Julius's first cousin was Richard Peek, the rector of Drewsteignton (named after Drogo de Teigne, alleged forefather of the Drewes). Julius stayed on several occasions with his cousin and it must have been here that he conceived the idea of building a castle on the home ground of his ancestor. He found an ideal site, and in 1910 he bought about 450 acre south and west of the village; by the time of his death he had bought up an estate of 1,500 acres. He then went to Edwin Lutyens, a prominent architect of the time, and asked him to build his castle. According to his son Basil, he did so on the advice of William Hudson, proprietor of Country Life, who was both a patron and a champion of Lutyens. Drewe was now 54 years old, but he still had time, energy and money to create his new family seat. On 4 April 1911, Drewe's 55th birthday, the first foundation stone was laid.

The castle took many years to complete, with the First World War and the economic downturn causing many delays. Castle Drogo was finally completed in 1930, a year before Julius died.
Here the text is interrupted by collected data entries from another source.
//! Statement drivers built on the control-signal protocol.
//!
//! Adds `impl Interpreter` methods for the constructs whose sequencing depends
//! on pending control state: plain statement sequences, loops, `try` and case
//! constructs. After every step a driver checks [`Interpreter::interrupted`]
//! and [`Interpreter::has_exception`] and stops as soon as either is set; the
//! scope that owns the signal decides what happens next.

use crate::ast::NodeRef;
use crate::environment::{EnvId, Scope};
use crate::interpreter::engine::Interpreter;
use crate::interpreter::errors::RuntimeError;
use crate::memory::value::Value;

/// One arm of a case construct
#[derive(Debug, Clone)]
pub struct CaseArm {
    /// Value compared against the subject; `None` marks the default arm
    pub pattern: Option<NodeRef>,
    pub body: Vec<NodeRef>,
}

/// Handler of a `try` statement
#[derive(Debug, Clone, Copy)]
pub struct CatchClause<'a> {
    /// Name the caught value is bound to
    pub binding: &'a str,
    pub body: &'a [NodeRef],
}

impl Interpreter {
    /// Evaluate one node. Catchable errors are thrown as script exceptions.
    pub fn evaluate(&mut self, node: &NodeRef, env: EnvId) -> Result<Value, RuntimeError> {
        match node.evaluate(self, env) {
            Ok(value) => Ok(value),
            Err(err) => {
                self.raise(env, err)?;
                Ok(Value::Null)
            }
        }
    }

    /// Whether sequencing in `env` must stop
    pub fn halted(&self, env: EnvId) -> bool {
        self.has_exception(env) || self.interrupted(env)
    }

    /// Evaluate `statements` in order until one leaves a control signal or
    /// exception pending. Returns the value of the last statement evaluated.
    pub fn execute_sequence(
        &mut self,
        env: EnvId,
        statements: &[NodeRef],
    ) -> Result<Value, RuntimeError> {
        let mut last = Value::Null;
        for statement in statements {
            last = self.evaluate(statement, env)?;
            if self.halted(env) {
                break;
            }
        }
        Ok(last)
    }

    /// Evaluate `statements` in a fresh block scope
    pub fn execute_block(
        &mut self,
        env: EnvId,
        statements: &[NodeRef],
    ) -> Result<Value, RuntimeError> {
        let block = self.enter_scope(Scope::Block, env);
        let result = self.execute_sequence(block, statements);
        self.exit_scope(block);
        result
    }

    /// Run a loop.
    ///
    /// `condition` is checked before every iteration (a missing condition is
    /// always true) and `update` runs after it. Each iteration's body gets its
    /// own block scope inside the loop scope. `break` ends the loop, `continue`
    /// is cleared before the next iteration, and any signal owned further out
    /// (a return, or a jump to an outer titled loop) ends it as well.
    pub fn execute_loop(
        &mut self,
        env: EnvId,
        label: Option<&str>,
        condition: Option<&NodeRef>,
        update: Option<&NodeRef>,
        body: &[NodeRef],
    ) -> Result<(), RuntimeError> {
        let scope = match label {
            Some(title) => Scope::titled_loop(title),
            None => Scope::new_loop(),
        };
        let loop_env = self.enter_scope(scope, env);
        let result = self.run_loop(loop_env, condition, update, body);
        self.exit_scope(loop_env);
        result
    }

    fn run_loop(
        &mut self,
        loop_env: EnvId,
        condition: Option<&NodeRef>,
        update: Option<&NodeRef>,
        body: &[NodeRef],
    ) -> Result<(), RuntimeError> {
        loop {
            if let Some(condition) = condition {
                let value = self.evaluate(condition, loop_env)?;
                if self.halted(loop_env) || !value.is_truthy() {
                    break;
                }
            }

            self.execute_block(loop_env, body)?;

            let state = self.envs.loop_state(loop_env)?;
            if state.broken || self.has_exception(loop_env) {
                break;
            }
            if state.paused {
                self.resume_loop(loop_env)?;
            }
            if self.interrupted(loop_env) {
                break;
            }

            if let Some(update) = update {
                self.evaluate(update, loop_env)?;
                if self.halted(loop_env) {
                    break;
                }
            }
        }
        Ok(())
    }

    /// Run a `try` statement.
    ///
    /// An exception left by `body` is handed to `catch` (bound to its name in a
    /// new block scope) or, without a handler, rethrown to the next
    /// exception-aware scope. `finally` runs with pending return, exception,
    /// loop and case state parked; if it produces control state of its own that
    /// state wins, otherwise the parked state is restored.
    pub fn execute_try(
        &mut self,
        env: EnvId,
        body: &[NodeRef],
        catch: Option<CatchClause<'_>>,
        finally: Option<&[NodeRef]>,
    ) -> Result<(), RuntimeError> {
        let try_env = self.enter_scope(Scope::try_block(), env);
        let outcome = self.execute_sequence(try_env, body);
        let caught = self.envs.take_exception(try_env);
        self.exit_scope(try_env);
        outcome?;

        if let Some(pending) = caught {
            match catch {
                Some(clause) => {
                    let catch_env = self.enter_scope(Scope::Block, env);
                    let result = self
                        .define_var(catch_env, clause.binding, pending.value)
                        .and_then(|()| self.execute_sequence(catch_env, clause.body));
                    self.exit_scope(catch_env);
                    result?;
                }
                None => self.envs.throw_exception(env, pending)?,
            }
        }

        if let Some(finally) = finally {
            let token = self.envs.suspend_control(env);
            let result = self.execute_block(env, finally);
            self.envs.restore_control(token);
            result?;
        }
        Ok(())
    }

    /// Run a case construct against `subject`.
    ///
    /// The first arm whose pattern equals the subject runs, or the default arm
    /// when none does. An arm that ends with `fallthrough` continues into the
    /// next arm. Returns the value passed to `yield`, if any.
    pub fn execute_case(
        &mut self,
        env: EnvId,
        subject: &Value,
        arms: &[CaseArm],
    ) -> Result<Option<Value>, RuntimeError> {
        let case_env = self.enter_scope(Scope::case(), env);
        let result = self.run_case(case_env, subject, arms);
        self.exit_scope(case_env);
        result
    }

    fn run_case(
        &mut self,
        case_env: EnvId,
        subject: &Value,
        arms: &[CaseArm],
    ) -> Result<Option<Value>, RuntimeError> {
        let mut selected = None;
        let mut default = None;
        for (index, arm) in arms.iter().enumerate() {
            match &arm.pattern {
                Some(pattern) => {
                    let value = self.evaluate(pattern, case_env)?;
                    if self.halted(case_env) {
                        return Ok(None);
                    }
                    if value == *subject {
                        selected = Some(index);
                        break;
                    }
                }
                None => {
                    default = default.or(Some(index));
                }
            }
        }

        let Some(mut index) = selected.or(default) else {
            return Ok(None);
        };
        loop {
            self.execute_block(case_env, &arms[index].body)?;

            if let Some(value) = self.envs.take_yield(case_env)? {
                return Ok(Some(value));
            }
            let fell_through = self.envs.take_fallthrough(case_env)?;
            if !fell_through || index + 1 >= arms.len() || self.halted(case_env) {
                return Ok(None);
            }
            index += 1;
        }
    }
}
Castle Drogo was the last castle to be built in England, and probably the last private house in the country to be built entirely of granite. It is now a Grade I listed building.

==Marriage and progeny==
On 26 September 1890 Julius married Frances Richardson (d.1954), younger daughter of Thomas Richardson of Buxton, Derbyshire, by whom he had five children, three sons and two daughters, as follows:
- Adrian Drewe (1891–1917), eldest son and heir apparent. He died during World War I on the front line in 1917 at Ypres, Belgium, alongside about 80 to 100 men from his platoon. His death was a terrible loss to his father who never fully recovered from the shock.
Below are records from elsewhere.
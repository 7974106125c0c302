// Interpreter session: heap, scope graph, call stack and root registries

use rustc_hash::FxHashMap;
use tracing::{debug, info, trace};

use crate::ast::{NodeRef, SourceLocation};
use crate::config::Config;
use crate::environment::resolve::{instance_env, SUPER_BINDING, THIS_BINDING};
use crate::environment::{EnvId, Environments, PendingException, Scope};
use crate::interpreter::errors::RuntimeError;
use crate::interpreter::threads::ThreadTable;
use crate::memory::compact;
use crate::memory::gc::{self, GcReport, RootSet};
use crate::memory::heap::{
    Callable, CallableBody, CallableKind, ClassData, HeapObject, NativeFn, ObjectData,
};
use crate::memory::stack::{CallStack, StackTraceNode};
use crate::memory::value::{Reference, Value};
use crate::memory::{AvailableView, Memory};

/// One interpreter session.
///
/// Owns everything a running script shares: the heap, the scope arena, the
/// call stack and the registries the collector treats as roots. Several
/// sessions can coexist in one process.
pub struct Interpreter {
    config: Config,

    /// Heap plus managed/permanent/guarded references
    pub(crate) memory: Memory,

    /// Scope arena, global scope included
    pub(crate) envs: Environments,

    /// Active calls
    stack: CallStack,

    /// Scopes entered by a driver and not yet exited
    temp_roots: Vec<EnvId>,

    /// Threads waiting for the session lock
    pub(crate) threads: ThreadTable,
}
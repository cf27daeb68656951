//! Minimum-press optimizer for button machines.
//!
//! Each input line describes one machine: a toggle target (`[.##.]`), a list
//! of buttons with the counter indices they affect (`(0,2) (1,3) ...`), and an
//! increment target (`{3,5,4,7}`). Part 1 treats presses as bit toggles and
//! minimizes the number of distinct buttons pressed; part 2 treats presses as
//! `+1` increments and minimizes the total press count.

pub mod counter;
pub mod machine;
pub mod part1;
pub mod part2;
pub mod solve;
pub mod toggle;

/// Three-machine worked example from the puzzle statement; part 1 totals 7,
/// part 2 totals 33. Shared by the acceptance tests and the benches.
pub const EXAMPLE: &str = "\
[.##.] (3) (1,3) (2) (2,3) (0,2) (0,1) {3,5,4,7}
[...#.] (0,2,3,4) (2,3) (0,4) (0,1,2) (1,2,3,4) {7,5,12,7,2}
[.###.#] (0,1,2,3,4) (0,3,4) (0,1,2,4,5) (1,2) {10,11,11,5,10,5}";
- Basil Drewe (1894–1974), MC, 2nd son, a barrister (Queen's Counsel) of the Middle Temple, who became his father's heir and in 1931 succeeded him at Castle Drogo. He was awarded an OBE in 1943 for his work with RAF on radar.
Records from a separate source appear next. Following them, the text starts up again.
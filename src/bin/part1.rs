use miette::*;

use button_machine::part1;

fn main() -> Result<()> {
    tracing_subscriber::fmt::init();
    let path = std::env::args().nth(1).unwrap_or_else(|| "input.txt".into());
    let input = std::fs::read_to_string(&path)
        .into_diagnostic()
        .wrap_err_with(|| format!("failed to read {path}"))?;
    let result = part1::process(&input)?;
    println!("Result: {}", result);
    Ok(())
}
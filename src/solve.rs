use miette::*;
use rayon::prelude::*;

use crate::machine::Machine;

/// Per-machine solver verdict. Infeasibility is an explicit value so an
/// unsolvable machine can never leak a placeholder count into a total.
#[derive(Debug, Clone, Copy, PartialEq, Eq)]
pub enum Outcome {
    Feasible(u64),
    Infeasible,
}

/// Sums the per-machine minima over all machines in parallel.
///
/// A single infeasible machine aborts the whole aggregate with an error
/// naming its position; the policy is the same for both press models.
pub fn total<F>(machines: &[Machine], solver: F) -> Result<u64>
where
    F: Fn(&Machine) -> Result<Outcome> + Sync,
{
    machines
        .par_iter()
        .enumerate()
        .map(|(i, machine)| match solver(machine)? {
            Outcome::Feasible(presses) => Ok(presses),
            Outcome::Infeasible => Err(miette!("machine {} has no solution", i + 1)),
        })
        .try_reduce(|| 0, |a, b| Ok(a + b))
}

#[cfg(test)]
mod tests {
    use super::*;

    use crate::{machine, toggle};

    #[test]
    fn sums_over_machines() -> Result<()> {
        let machines = machine::parse("[#] (0) {1}\n[##] (0) (1) {1,1}")?;
        assert_eq!(total(&machines, toggle::min_presses)?, 3);
        Ok(())
    }

    #[test]
    fn infeasible_machine_aborts_the_total() -> Result<()> {
        // Button (0,0) toggles counter 0 twice, so the lit target is
        // unreachable.
        let machines = machine::parse("[#] (0) {1}\n[#] (0,0) {2}")?;
        let err = total(&machines, toggle::min_presses).unwrap_err();
        assert!(err.to_string().contains("machine 2"));
        Ok(())
    }
}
- Cedric Drewe (1896–1971), MP, 3rd and youngest son, of Broadhembury House, who studied at the University of Birmingham between 1916 and 1920. He served as a member of parliament for South Molton in Devon (1924–29) and for Honiton (1931), and in 1953 was appointed a Knight Commander of the Royal Victorian Order. He inherited the Broadhembury properties after Julius's death.
- Mary Drewe
- Frances Drewe.

==Death and succession==
Julius Drewe died on 10 November 1931 and was buried at Drewsteignton. His widow Frances and his eldest surviving son Basil Drewe continued to live in the castle. Frances Drewe died in 1954 and Basil was then joined at Drogo by his son Anthony Drewe and his wife. In 1974, Anthony Drewe and his son, Dr Christopher Drewe, gave Castle Drogo, 600 acre of the surrounding estate, Whiddon Farm, several cottages in Drewsteignton and a financial dowry to the National Trust. It was the first property built in the 20th-century acquired by the charity.